> _Recorded information_:
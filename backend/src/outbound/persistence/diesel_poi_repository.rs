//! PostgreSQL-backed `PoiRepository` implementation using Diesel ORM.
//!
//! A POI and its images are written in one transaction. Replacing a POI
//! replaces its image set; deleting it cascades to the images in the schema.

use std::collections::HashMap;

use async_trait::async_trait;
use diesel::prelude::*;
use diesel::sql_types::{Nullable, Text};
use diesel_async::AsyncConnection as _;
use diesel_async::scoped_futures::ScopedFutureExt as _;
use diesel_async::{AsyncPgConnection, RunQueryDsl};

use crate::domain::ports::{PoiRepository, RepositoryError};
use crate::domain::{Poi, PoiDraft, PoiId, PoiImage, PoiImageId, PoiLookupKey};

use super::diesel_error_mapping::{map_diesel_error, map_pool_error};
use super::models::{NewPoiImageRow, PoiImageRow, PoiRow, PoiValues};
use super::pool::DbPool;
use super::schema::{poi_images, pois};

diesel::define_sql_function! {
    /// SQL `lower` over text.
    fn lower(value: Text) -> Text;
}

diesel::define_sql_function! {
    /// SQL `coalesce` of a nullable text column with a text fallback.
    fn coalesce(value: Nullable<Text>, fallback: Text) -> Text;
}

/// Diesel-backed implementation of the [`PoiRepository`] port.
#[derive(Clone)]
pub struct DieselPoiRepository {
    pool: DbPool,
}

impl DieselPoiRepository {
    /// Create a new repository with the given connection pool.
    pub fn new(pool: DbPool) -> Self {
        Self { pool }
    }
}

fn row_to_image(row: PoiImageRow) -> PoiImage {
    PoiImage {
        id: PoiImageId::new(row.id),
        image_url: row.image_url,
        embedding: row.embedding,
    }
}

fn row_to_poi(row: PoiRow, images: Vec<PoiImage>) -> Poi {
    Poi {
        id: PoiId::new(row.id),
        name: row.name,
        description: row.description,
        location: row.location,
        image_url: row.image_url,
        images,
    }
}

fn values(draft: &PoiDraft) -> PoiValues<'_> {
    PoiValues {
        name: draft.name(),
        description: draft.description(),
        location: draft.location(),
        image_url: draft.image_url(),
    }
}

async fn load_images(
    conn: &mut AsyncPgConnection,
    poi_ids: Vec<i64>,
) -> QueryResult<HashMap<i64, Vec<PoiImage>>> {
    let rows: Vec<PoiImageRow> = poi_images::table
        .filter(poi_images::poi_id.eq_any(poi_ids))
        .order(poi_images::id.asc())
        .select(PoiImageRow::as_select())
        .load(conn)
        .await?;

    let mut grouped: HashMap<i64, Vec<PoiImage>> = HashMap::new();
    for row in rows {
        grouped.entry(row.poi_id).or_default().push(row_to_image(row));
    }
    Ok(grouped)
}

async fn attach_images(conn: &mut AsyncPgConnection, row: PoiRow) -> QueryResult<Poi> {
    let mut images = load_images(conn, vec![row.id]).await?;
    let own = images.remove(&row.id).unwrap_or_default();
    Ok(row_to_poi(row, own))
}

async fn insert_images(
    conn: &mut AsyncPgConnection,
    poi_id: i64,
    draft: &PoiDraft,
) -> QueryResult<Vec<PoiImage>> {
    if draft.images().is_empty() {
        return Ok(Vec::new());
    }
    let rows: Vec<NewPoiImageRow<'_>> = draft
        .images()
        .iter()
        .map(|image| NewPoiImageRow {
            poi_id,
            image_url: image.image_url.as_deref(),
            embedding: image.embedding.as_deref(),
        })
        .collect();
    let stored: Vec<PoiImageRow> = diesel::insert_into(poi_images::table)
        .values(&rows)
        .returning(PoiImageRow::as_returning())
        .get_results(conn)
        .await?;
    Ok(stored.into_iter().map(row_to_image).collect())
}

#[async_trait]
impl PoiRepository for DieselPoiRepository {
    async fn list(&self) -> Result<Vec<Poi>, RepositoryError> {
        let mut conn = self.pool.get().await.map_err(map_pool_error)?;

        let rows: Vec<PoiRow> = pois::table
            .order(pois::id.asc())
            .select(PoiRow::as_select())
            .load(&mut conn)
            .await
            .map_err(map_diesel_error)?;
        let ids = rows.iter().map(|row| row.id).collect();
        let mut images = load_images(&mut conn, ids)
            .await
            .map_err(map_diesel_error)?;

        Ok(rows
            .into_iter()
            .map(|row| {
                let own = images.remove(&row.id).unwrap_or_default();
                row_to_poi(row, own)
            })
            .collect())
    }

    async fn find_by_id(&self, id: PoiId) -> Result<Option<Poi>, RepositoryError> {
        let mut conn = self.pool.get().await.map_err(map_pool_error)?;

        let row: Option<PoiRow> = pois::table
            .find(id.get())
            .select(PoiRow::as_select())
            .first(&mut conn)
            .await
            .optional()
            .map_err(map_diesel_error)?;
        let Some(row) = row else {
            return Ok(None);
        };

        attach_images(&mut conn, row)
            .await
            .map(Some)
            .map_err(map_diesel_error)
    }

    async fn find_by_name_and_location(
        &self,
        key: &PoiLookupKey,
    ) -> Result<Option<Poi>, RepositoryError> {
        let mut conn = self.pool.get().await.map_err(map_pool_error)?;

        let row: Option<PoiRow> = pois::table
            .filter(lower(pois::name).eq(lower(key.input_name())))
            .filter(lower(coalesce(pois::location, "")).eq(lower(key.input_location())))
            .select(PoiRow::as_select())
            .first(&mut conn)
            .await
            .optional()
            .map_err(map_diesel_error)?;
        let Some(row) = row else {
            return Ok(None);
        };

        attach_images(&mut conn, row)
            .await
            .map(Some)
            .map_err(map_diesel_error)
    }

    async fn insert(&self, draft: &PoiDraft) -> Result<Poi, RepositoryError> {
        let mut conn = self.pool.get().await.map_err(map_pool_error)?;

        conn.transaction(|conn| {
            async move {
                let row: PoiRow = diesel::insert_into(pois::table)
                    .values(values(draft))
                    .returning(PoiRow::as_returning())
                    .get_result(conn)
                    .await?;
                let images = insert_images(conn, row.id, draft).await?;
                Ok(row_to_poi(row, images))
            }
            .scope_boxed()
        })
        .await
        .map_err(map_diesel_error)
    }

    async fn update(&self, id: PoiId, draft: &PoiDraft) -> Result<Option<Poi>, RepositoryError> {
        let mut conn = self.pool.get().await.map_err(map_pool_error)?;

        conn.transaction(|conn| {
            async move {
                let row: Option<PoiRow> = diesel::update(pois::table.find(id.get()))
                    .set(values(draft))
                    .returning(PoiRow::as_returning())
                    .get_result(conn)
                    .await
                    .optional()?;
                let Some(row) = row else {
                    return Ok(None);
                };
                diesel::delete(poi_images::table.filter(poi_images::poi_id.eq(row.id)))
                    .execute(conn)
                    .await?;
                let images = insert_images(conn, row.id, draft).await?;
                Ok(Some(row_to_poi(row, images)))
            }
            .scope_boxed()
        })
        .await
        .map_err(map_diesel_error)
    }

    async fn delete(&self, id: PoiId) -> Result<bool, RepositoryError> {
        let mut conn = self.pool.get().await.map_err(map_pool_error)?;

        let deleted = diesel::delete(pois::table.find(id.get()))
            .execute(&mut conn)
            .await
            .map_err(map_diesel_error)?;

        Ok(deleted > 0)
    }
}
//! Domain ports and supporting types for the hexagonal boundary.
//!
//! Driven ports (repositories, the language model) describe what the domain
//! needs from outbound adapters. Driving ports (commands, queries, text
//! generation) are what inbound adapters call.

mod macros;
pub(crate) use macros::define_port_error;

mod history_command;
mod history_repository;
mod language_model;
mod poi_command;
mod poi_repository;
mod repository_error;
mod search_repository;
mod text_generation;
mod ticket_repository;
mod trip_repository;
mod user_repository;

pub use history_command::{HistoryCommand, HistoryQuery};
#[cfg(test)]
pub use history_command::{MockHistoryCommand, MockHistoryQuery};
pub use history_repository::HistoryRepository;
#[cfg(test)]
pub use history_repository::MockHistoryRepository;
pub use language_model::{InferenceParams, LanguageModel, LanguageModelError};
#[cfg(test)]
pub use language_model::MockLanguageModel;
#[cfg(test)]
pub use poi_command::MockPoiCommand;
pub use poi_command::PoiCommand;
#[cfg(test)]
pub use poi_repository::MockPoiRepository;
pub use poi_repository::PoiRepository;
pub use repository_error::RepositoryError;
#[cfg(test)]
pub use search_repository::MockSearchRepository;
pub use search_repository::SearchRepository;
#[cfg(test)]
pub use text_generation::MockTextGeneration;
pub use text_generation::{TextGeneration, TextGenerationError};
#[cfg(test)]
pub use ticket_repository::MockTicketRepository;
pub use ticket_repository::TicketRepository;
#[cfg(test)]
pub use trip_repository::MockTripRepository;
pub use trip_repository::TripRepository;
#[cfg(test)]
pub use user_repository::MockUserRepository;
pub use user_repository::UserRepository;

> _What is needed_:
Wherever the word "with" turns up in the records above, copy the line that holds it.

> _Exercise solution_:
    /// SQL `coalesce` of a nullable text column with a text fallback.
    /// Create a new repository with the given connection pool.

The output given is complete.